TASK TO COMPLETE:
Within the data below, find the string "that" and return each line where it occurs.
(EXERCISE MATERIALS)
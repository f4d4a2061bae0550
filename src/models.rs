//! Data models for the compatibility matrix.
//!
//! This module contains the core data structures used throughout
//! the application for representing tools, tests, results, issues
//! and the scores computed from them.

use serde::{Deserialize, Deserializer, Serialize};
use serde_json::Value;
use std::collections::BTreeMap;
use std::fmt;
use std::iter::Sum;
use std::ops::{Add, AddAssign};

/// Sentinel used in test data for an issue that has no tracker URL.
pub const NO_ISSUE_URL: &str = "N/A";

/// A build tool (bundler) under test, e.g. `rollup` or `webpack`.
#[derive(Debug, Clone, PartialEq, Eq, PartialOrd, Ord, Hash, Serialize, Deserialize)]
#[serde(transparent)]
pub struct BuildTool(String);

impl BuildTool {
    /// Creates a tool identifier from its configured name.
    pub fn new(name: impl Into<String>) -> Self {
        Self(name.into())
    }

    /// Returns the tool name.
    pub fn as_str(&self) -> &str {
        &self.0
    }
}

impl fmt::Display for BuildTool {
    fn fmt(&self, f: &mut fmt::Formatter<'_>) -> fmt::Result {
        write!(f, "{}", self.0)
    }
}

impl From<&str> for BuildTool {
    fn from(s: &str) -> Self {
        Self::new(s)
    }
}

/// Outcome of one test for one tool.
///
/// Only `pass`, `partial` and `fail` are recognised. Any other tag is kept
/// as [`ResultKind::Unknown`] so that unexpected data degrades to a zero
/// score instead of failing the whole build.
#[derive(Debug, Clone, PartialEq, Eq, Hash, Serialize)]
#[serde(into = "String")]
pub enum ResultKind {
    /// The tool fully supports the capability.
    Pass,
    /// The tool supports the capability with caveats.
    Partial,
    /// The tool does not support the capability.
    Fail,
    /// Any unrecognised tag, including an empty one.
    Unknown(String),
}

impl ResultKind {
    /// Points earned by this outcome.
    pub fn weight(&self) -> f64 {
        match self {
            ResultKind::Pass => 1.0,
            ResultKind::Partial => 0.5,
            ResultKind::Fail | ResultKind::Unknown(_) => 0.0,
        }
    }
}

impl Default for ResultKind {
    fn default() -> Self {
        ResultKind::Unknown(String::new())
    }
}

impl From<String> for ResultKind {
    fn from(s: String) -> Self {
        match s.as_str() {
            "pass" => ResultKind::Pass,
            "partial" => ResultKind::Partial,
            "fail" => ResultKind::Fail,
            _ => ResultKind::Unknown(s),
        }
    }
}

impl From<&str> for ResultKind {
    fn from(s: &str) -> Self {
        Self::from(s.to_string())
    }
}

impl From<ResultKind> for String {
    fn from(kind: ResultKind) -> Self {
        match kind {
            ResultKind::Pass => "pass".to_string(),
            ResultKind::Partial => "partial".to_string(),
            ResultKind::Fail => "fail".to_string(),
            ResultKind::Unknown(s) => s,
        }
    }
}

impl fmt::Display for ResultKind {
    fn fmt(&self, f: &mut fmt::Formatter<'_>) -> fmt::Result {
        match self {
            ResultKind::Pass => write!(f, "pass"),
            ResultKind::Partial => write!(f, "partial"),
            ResultKind::Fail => write!(f, "fail"),
            ResultKind::Unknown(s) => write!(f, "{}", s),
        }
    }
}

/// Tracker status of an issue.
#[derive(Debug, Clone, PartialEq, Eq, Hash, Serialize)]
#[serde(into = "String")]
pub enum IssueStatus {
    Open,
    /// `closed`, `fixed`, or anything else that is not `open`.
    Other(String),
}

impl IssueStatus {
    pub fn is_open(&self) -> bool {
        matches!(self, IssueStatus::Open)
    }
}

impl Default for IssueStatus {
    fn default() -> Self {
        IssueStatus::Other(String::new())
    }
}

impl From<String> for IssueStatus {
    fn from(s: String) -> Self {
        if s == "open" {
            IssueStatus::Open
        } else {
            IssueStatus::Other(s)
        }
    }
}

impl From<IssueStatus> for String {
    fn from(status: IssueStatus) -> Self {
        match status {
            IssueStatus::Open => "open".to_string(),
            IssueStatus::Other(s) => s,
        }
    }
}

/// Read a tag that should be a string but may be anything.
///
/// `null` becomes the empty tag; numbers, booleans and structures keep
/// their JSON text so they still show up as unrecognised values.
fn lenient_tag<'de, D>(deserializer: D) -> Result<String, D::Error>
where
    D: Deserializer<'de>,
{
    Ok(match Value::deserialize(deserializer)? {
        Value::String(s) => s,
        Value::Null => String::new(),
        other => other.to_string(),
    })
}

impl<'de> Deserialize<'de> for ResultKind {
    fn deserialize<D>(deserializer: D) -> Result<Self, D::Error>
    where
        D: Deserializer<'de>,
    {
        lenient_tag(deserializer).map(ResultKind::from)
    }
}

impl<'de> Deserialize<'de> for IssueStatus {
    fn deserialize<D>(deserializer: D) -> Result<Self, D::Error>
    where
        D: Deserializer<'de>,
    {
        lenient_tag(deserializer).map(IssueStatus::from)
    }
}

/// Tracker metadata attached to an issue when it is already known.
#[derive(Debug, Clone, PartialEq, Serialize, Deserialize)]
pub struct GithubData {
    pub title: String,
}

/// An external tracker reference explaining a non-pass result.
#[derive(Debug, Clone, PartialEq, Serialize, Deserialize)]
pub struct Issue {
    /// Issue URL, or [`NO_ISSUE_URL`].
    pub url: String,
    #[serde(default)]
    pub status: IssueStatus,
    #[serde(
        rename = "githubData",
        default,
        skip_serializing_if = "Option::is_none"
    )]
    pub github_data: Option<GithubData>,
}

impl Issue {
    /// Returns true if the issue carries the "N/A" sentinel instead of a URL.
    pub fn has_no_url(&self) -> bool {
        self.url == NO_ISSUE_URL
    }

    /// Text shown for the issue link: the known title, else the raw URL.
    pub fn link_text(&self) -> &str {
        match self.github_data {
            Some(ref data) => &data.title,
            None => &self.url,
        }
    }
}

/// Metadata of a single result.
#[derive(Debug, Clone, Default, PartialEq, Serialize, Deserialize)]
pub struct ResultMeta {
    #[serde(default)]
    pub result: ResultKind,
    #[serde(default, skip_serializing_if = "Option::is_none")]
    pub issue: Option<Vec<Issue>>,
}

/// The result of one test for one tool.
#[derive(Debug, Clone, Default, PartialEq, Serialize, Deserialize)]
pub struct TestResult {
    #[serde(default)]
    pub meta: ResultMeta,
}

impl TestResult {
    /// Creates a result with the given outcome and no issues.
    #[cfg(test)]
    pub fn new(kind: ResultKind) -> Self {
        Self {
            meta: ResultMeta {
                result: kind,
                issue: None,
            },
        }
    }

    /// Attaches an issue list to the result.
    #[cfg(test)]
    pub fn with_issues(mut self, issues: Vec<Issue>) -> Self {
        self.meta.issue = Some(issues);
        self
    }
}

/// A named capability check, possibly decomposed into subtests.
#[derive(Debug, Clone, Default, PartialEq, Serialize, Deserialize)]
pub struct Test {
    /// Human readable title.
    #[serde(default)]
    pub title: String,
    /// Short description of the capability.
    #[serde(default)]
    pub description: String,
    /// Per-tool results. A missing key and an explicit `null` both mean
    /// the test does not apply to that tool.
    #[serde(default)]
    pub results: BTreeMap<BuildTool, Option<TestResult>>,
    /// Nested subtests keyed by name.
    #[serde(rename = "subTests", default, skip_serializing_if = "Option::is_none")]
    pub sub_tests: Option<BTreeMap<String, Test>>,
}

impl Test {
    /// Returns the result declared for `tool`, if any.
    pub fn result_for(&self, tool: &BuildTool) -> Option<&TestResult> {
        self.results.get(tool).and_then(Option::as_ref)
    }

    /// Iterates over the direct subtests (name, node).
    pub fn children(&self) -> impl Iterator<Item = (&String, &Test)> {
        self.sub_tests.iter().flat_map(|subs| subs.iter())
    }

    /// Adds a result for a tool.
    #[cfg(test)]
    pub fn with_result(mut self, tool: &str, kind: ResultKind) -> Self {
        self.results
            .insert(BuildTool::from(tool), Some(TestResult::new(kind)));
        self
    }

    /// Adds a named subtest.
    #[cfg(test)]
    pub fn with_sub_test(mut self, name: &str, test: Test) -> Self {
        self.sub_tests
            .get_or_insert_with(BTreeMap::new)
            .insert(name.to_string(), test);
        self
    }
}

/// The whole test suite: root tests keyed by name.
pub type Tests = BTreeMap<String, Test>;

/// Earned and attainable points for a (sub)tree, for one tool.
#[derive(Debug, Clone, Copy, Default, PartialEq, Serialize, Deserialize)]
pub struct Score {
    /// Weighted points earned.
    pub score: f64,
    /// Number of nodes that declare a result.
    pub possible: u32,
}

impl Score {
    pub fn new(score: f64, possible: u32) -> Self {
        Self { score, possible }
    }

    /// Score as a percentage of what was possible; zero when nothing was.
    pub fn percent(&self) -> f64 {
        if self.possible == 0 {
            0.0
        } else {
            self.score / self.possible as f64 * 100.0
        }
    }
}

impl Add for Score {
    type Output = Score;

    fn add(self, rhs: Score) -> Score {
        Score {
            score: self.score + rhs.score,
            possible: self.possible + rhs.possible,
        }
    }
}

impl AddAssign for Score {
    fn add_assign(&mut self, rhs: Score) {
        self.score += rhs.score;
        self.possible += rhs.possible;
    }
}

impl Sum for Score {
    fn sum<I: Iterator<Item = Score>>(iter: I) -> Score {
        iter.fold(Score::default(), Add::add)
    }
}

impl fmt::Display for Score {
    fn fmt(&self, f: &mut fmt::Formatter<'_>) -> fmt::Result {
        write!(f, "{} / {}", self.score, self.possible)
    }
}

/// Aggregated score of one tool.
#[derive(Debug, Clone, PartialEq, Serialize, Deserialize)]
pub struct ToolSummary {
    pub tool: BuildTool,
    #[serde(flatten)]
    pub score: Score,
}

/// Per-tool scores of a single root test.
#[derive(Debug, Clone, PartialEq, Serialize, Deserialize)]
pub struct TestScores {
    /// Name of the root test.
    pub name: String,
    /// One entry per configured tool, in configured order.
    pub scores: Vec<ToolSummary>,
}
(End EXERCISE MATERIALS)
RESULT OF THIS TASK:
/// Sentinel used in test data for an issue that has no tracker URL.
/// as [`ResultKind::Unknown`] so that unexpected data degrades to a zero
    /// `closed`, `fixed`, or anything else that is not `open`.
/// Read a tag that should be a string but may be anything.
    /// the test does not apply to that tool.
    /// Number of nodes that declare a result.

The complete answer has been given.